I picked up Michael Pollan’s book, Food Rules, in an airport about a month ago when I was desperate for something to read on the plane.
What a wonderful little gem of a book!
Pollan lists 64 short and sweet “rules” about what to eat if you want to be healthy. My favorite Pollan food rules are:
1. Don’t eat anything your great-grandmother wouldn’t recognize as food.
2. Avoid food products containing ingredients that a third-grader cannot pronounce.
1. It’s not food if it’s called by the same name in every language. (think Big Mac, Cheetos, Pringles.)
2. Eat all the junk food you want as long as you cook it yourself.
All of his rules make sense to me. Now, if only I would follow them!

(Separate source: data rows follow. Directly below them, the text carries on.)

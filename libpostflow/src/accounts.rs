//! Linking and removing platform accounts
//!
//! Removing an account revokes the application's access on the platform
//! before the row is deleted. If revocation fails the account is kept, so
//! the operator can retry instead of leaving a live grant behind.

use std::sync::Arc;

use crate::credentials::CredentialStore;
use crate::db::Database;
use crate::error::{PostflowError, Result};
use crate::platforms::AdapterRegistry;
use crate::types::NewSocialAccount;

#[derive(Clone)]
pub struct AccountService {
    db: Database,
    credentials: CredentialStore,
    adapters: Arc<AdapterRegistry>,
}

impl AccountService {
    pub fn new(db: Database, credentials: CredentialStore, adapters: Arc<AdapterRegistry>) -> Self {
        Self {
            db,
            credentials,
            adapters,
        }
    }

    /// Store an account obtained from an OAuth exchange
    ///
    /// # Errors
    ///
    /// Returns `PlatformError::Unsupported` if no adapter serves the platform.
    pub async fn link_account(&self, account: &NewSocialAccount) -> Result<i64> {
        self.adapters.get(&account.platform)?;
        let id = self.credentials.link_account(account).await?;
        tracing::info!(account_id = id, owner_id = account.owner_id, platform = %account.platform, "account linked");
        Ok(id)
    }

    /// Revoke access and delete the account
    ///
    /// # Errors
    ///
    /// - `PostflowError::Validation` for non-positive ids
    /// - `PostflowError::NotFound` if the account does not exist or belongs to
    ///   someone else
    /// - the adapter's error if revocation fails; the account is kept
    pub async fn remove_account(&self, owner_id: i64, account_id: i64) -> Result<()> {
        if owner_id <= 0 || account_id <= 0 {
            return Err(PostflowError::Validation(
                "owner id and account id must be positive".to_string(),
            ));
        }

        let not_found = || PostflowError::NotFound(format!("account {}", account_id));

        if !self.db.account_belongs_to(owner_id, account_id).await? {
            return Err(not_found());
        }
        let account = self
            .db
            .get_social_account(account_id)
            .await?
            .ok_or_else(not_found)?;

        let adapter = self.adapters.get(&account.platform)?;
        let access_token = self.credentials.access_token(&account)?;
        adapter.revoke_access(&account, &access_token).await?;

        self.db.remove_social_account(owner_id, account_id).await?;
        tracing::info!(account_id, owner_id, platform = %account.platform, "account removed");

        Ok(())
    }
}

The ingredients in my morning chai break a bunch of the rules. This chai is a powder that I mix into hot water. Unfortunately it contains non-dairy creamer. Can non-dairy creamer even be considered a food?
Chai Ingredients:
sugar,
nonfat milk,
nondairy creamer (coconut oil, corn syrup solids, sodium caseinate, sodium citrate, mono- and diglycerides (a soy derivative), salt, sodium aluminosilicate),
black tea powder,
honey granules (sucrose, honey),
cinnamon,
natural and artificial flavors,
silicon dioxide (as an anti-caking agent),
vegetable gums (carrageenan, guar gum).
Yuck! That’s totally gross.
But my inner infant throws a fit whenever I consider weaning myself off of this junk. In my baby book (the pink covered version of Our Baby’s First Seven Years), my mom was organized enough to list in detail what she fed baby Nancy; Carnation instant milk mixed with water and sugar. That’s Chai for babies!
I think there might be a connection here. I was destined from birth to drink Chai. Why fight it??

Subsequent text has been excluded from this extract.